Training to evac politicians from what I understand. From wikipedia:

> "The helicopter was part of the Continuity of Government Plan, with the flight being a routine re-training of aircrew in night flight along the corridor."

Continuity of Government Plans is what they do when nukes get launched or a 9/11 sort of thing happens.



Should the people who had the most ability to prevent a global nuclear war be survivors of one?

That seems like a misalignment of incentives.
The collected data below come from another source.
//! Optional `gsx.toml` settings for external-function components.
//!
//! The host gives components no configuration channel of their own, so
//! anything tunable (like where the recorder writes its files) comes
//! from a small toml file looked up next to the process. Every setting
//! has a default; a missing file is not an error.

use serde::Deserialize;
use std::fs;
use std::path::{Path, PathBuf};

/// Settings for the time-series recorder component.
#[derive(Debug, Clone, PartialEq)]
pub struct RecorderSettings {
    pub output_dir: PathBuf,
    pub file_prefix: String,
}

impl Default for RecorderSettings {
    fn default() -> Self {
        RecorderSettings {
            output_dir: PathBuf::from("."),
            file_prefix: String::from("timeseries_"),
        }
    }
}

#[derive(Debug, Clone, Deserialize)]
struct RecorderToml {
    #[serde(default)]
    output_dir: Option<PathBuf>,
    #[serde(default)]
    file_prefix: Option<String>,
}

#[derive(Debug, Clone, Deserialize)]
struct RootConfigToml {
    #[serde(default)]
    recorder: Option<RecorderToml>,
}

/// Candidate locations, relative to the host's working directory.
const CONFIG_PATHS: &[&str] = &["gsx.toml", "configs/gsx.toml"];

/// Load recorder settings from the first `gsx.toml` found, falling
/// back to defaults when no file exists. A file that exists but does
/// not parse is an error; silently ignoring it would hide typos.
pub fn load_recorder_settings() -> anyhow::Result<RecorderSettings> {
    for path in CONFIG_PATHS {
        let path = Path::new(path);
        if path.exists() {
            return recorder_settings_from_path(path);
        }
    }
    Ok(RecorderSettings::default())
}

/// Parse recorder settings from a specific file.
pub fn recorder_settings_from_path(path: &Path) -> anyhow::Result<RecorderSettings> {
    let text = fs::read_to_string(path)
        .map_err(|e| anyhow::anyhow!("Failed to read {}: {e}", path.display()))?;
    let root: RootConfigToml = toml::from_str(&text)
        .map_err(|e| anyhow::anyhow!("Failed to parse {}: {e}", path.display()))?;

    let defaults = RecorderSettings::default();
    let Some(recorder) = root.recorder else {
        return Ok(defaults);
    };
    Ok(RecorderSettings {
        output_dir: recorder.output_dir.unwrap_or(defaults.output_dir),
        file_prefix: recorder.file_prefix.unwrap_or(defaults.file_prefix),
    })
}

#[cfg(test)]
mod tests {
    use super::*;
    use std::io::Write;

    #[test]
    fn defaults_when_table_missing() {
        let mut file = tempfile::NamedTempFile::new().unwrap();
        writeln!(file, "# no recorder table here").unwrap();
        let settings = recorder_settings_from_path(file.path()).unwrap();
        assert_eq!(settings, RecorderSettings::default());
    }

    #[test]
    fn partial_table_keeps_remaining_defaults() {
        let mut file = tempfile::NamedTempFile::new().unwrap();
        writeln!(file, "[recorder]\noutput_dir = \"/tmp/gsx\"").unwrap();
        let settings = recorder_settings_from_path(file.path()).unwrap();
        assert_eq!(settings.output_dir, PathBuf::from("/tmp/gsx"));
        assert_eq!(settings.file_prefix, "timeseries_");
    }

    #[test]
    fn malformed_file_is_an_error() {
        let mut file = tempfile::NamedTempFile::new().unwrap();
        writeln!(file, "[recorder\noops").unwrap();
        assert!(recorder_settings_from_path(file.path()).is_err());
    }
}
Not sure what the next best option here is. There was a thought experiment once where it would require the president to kill the key holder in order to launch a nuclear attack (the launch codes would be embedded in the designated key holder's heart). In theory this would make sure the president knew the seriousness of his or her actions, but it was never seriously considered as a protocol.


The US's ability to respond to a nuclear attack is a deterrence to one beginning in the first place.
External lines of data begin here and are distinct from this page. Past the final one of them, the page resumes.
use gsx_abi::TimeSeriesLayout;

/// Decode failures for a packed time-series payload.
#[derive(thiserror::Error, Debug, Clone, PartialEq)]
pub enum TimeSeriesError {
    #[error("marker slot does not hold the time-series marker")]
    NotTimeSeries,

    #[error("sample count slot holds {0}, not a usable count")]
    BadCount(f64),

    #[error("buffer holds {actual} slots but the payload needs {expected}")]
    Truncated { expected: usize, actual: usize },
}

/// Borrowed view of a time-series payload packed into the flat input
/// buffer of one `Calculate` invocation.
///
/// The view never outlives the invocation; the host owns the buffer
/// and gives no guarantee its contents survive between calls.
#[derive(Debug, PartialEq)]
pub struct TimeSeriesPayload<'a> {
    tag: f64,
    times: &'a [f64],
    values: &'a [f64],
}

impl<'a> TimeSeriesPayload<'a> {
    /// Check the marker slot the way the host contract defines it:
    /// by integral value, since the marker travels through a double.
    pub fn detect(inputs: &[f64], layout: &TimeSeriesLayout) -> bool {
        inputs
            .get(layout.marker_slot)
            .is_some_and(|v| *v as i64 == layout.marker as i64)
    }

    /// Decode a payload from `inputs` per `layout`.
    pub fn decode(
        inputs: &'a [f64],
        layout: &TimeSeriesLayout,
    ) -> Result<TimeSeriesPayload<'a>, TimeSeriesError> {
        if !Self::detect(inputs, layout) {
            return Err(TimeSeriesError::NotTimeSeries);
        }
        let raw_count = inputs
            .get(layout.count_slot)
            .copied()
            .ok_or(TimeSeriesError::Truncated {
                expected: layout.header_len(),
                actual: inputs.len(),
            })?;
        let count = decode_count(raw_count).ok_or(TimeSeriesError::BadCount(raw_count))?;
        // A count can be finite yet absurd; checked math keeps a junk
        // slot from overflowing the extent computation.
        let expected = count
            .checked_mul(2)
            .and_then(|n| n.checked_add(layout.data_slot))
            .ok_or(TimeSeriesError::BadCount(raw_count))?;
        if inputs.len() < expected {
            return Err(TimeSeriesError::Truncated {
                expected,
                actual: inputs.len(),
            });
        }
        let times = &inputs[layout.data_slot..layout.data_slot + count];
        let values = &inputs[layout.data_slot + count..expected];
        let tag = inputs.get(layout.tag_slot).copied().unwrap_or(0.0);
        Ok(TimeSeriesPayload { tag, times, values })
    }

    /// Caller-chosen identifier carried in the tag slot.
    pub fn tag(&self) -> f64 {
        self.tag
    }

    pub fn len(&self) -> usize {
        self.times.len()
    }

    pub fn is_empty(&self) -> bool {
        self.times.is_empty()
    }

    pub fn times(&self) -> &'a [f64] {
        self.times
    }

    pub fn values(&self) -> &'a [f64] {
        self.values
    }

    /// (time, value) pairs in input order.
    pub fn iter(&self) -> impl Iterator<Item = (f64, f64)> + 'a {
        self.times.iter().copied().zip(self.values.iter().copied())
    }
}

/// Total input slots one invocation occupies: the declared scalar
/// count, or the packed extent when the header region carries the
/// time-series marker. Used by the export glue to size the raw input
/// slice before any payload decoding happens.
pub fn input_span(header: &[f64], layout: &TimeSeriesLayout, declared: usize) -> usize {
    if !TimeSeriesPayload::detect(header, layout) {
        return declared;
    }
    header
        .get(layout.count_slot)
        .copied()
        .and_then(decode_count)
        .and_then(|count| count.checked_mul(2))
        .and_then(|n| n.checked_add(layout.data_slot))
        .unwrap_or(declared)
}

fn decode_count(raw: f64) -> Option<usize> {
    if !raw.is_finite() || raw < 0.0 || raw.fract() != 0.0 {
        return None;
    }
    Some(raw as usize)
}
The chain of command is designed to be resilient enough to do so without having to bail the VIPs out of the frying pan they landed themselves and the rest of the world in.

They need to have as much skin in the game as everyone else.



OTOH, turning "instigate a nuclear war" into a way to assassinate specific people also seems like a bad idea?


Thanks! And

Username checks out :)



We detached this subthread from https://news.ycombinator.com/item?id=43817001. Nothing wrong with it! I just want to save space at the top of the thread.

(One of these years we'll build a more specialized system for aggregating related links)



Thank you :)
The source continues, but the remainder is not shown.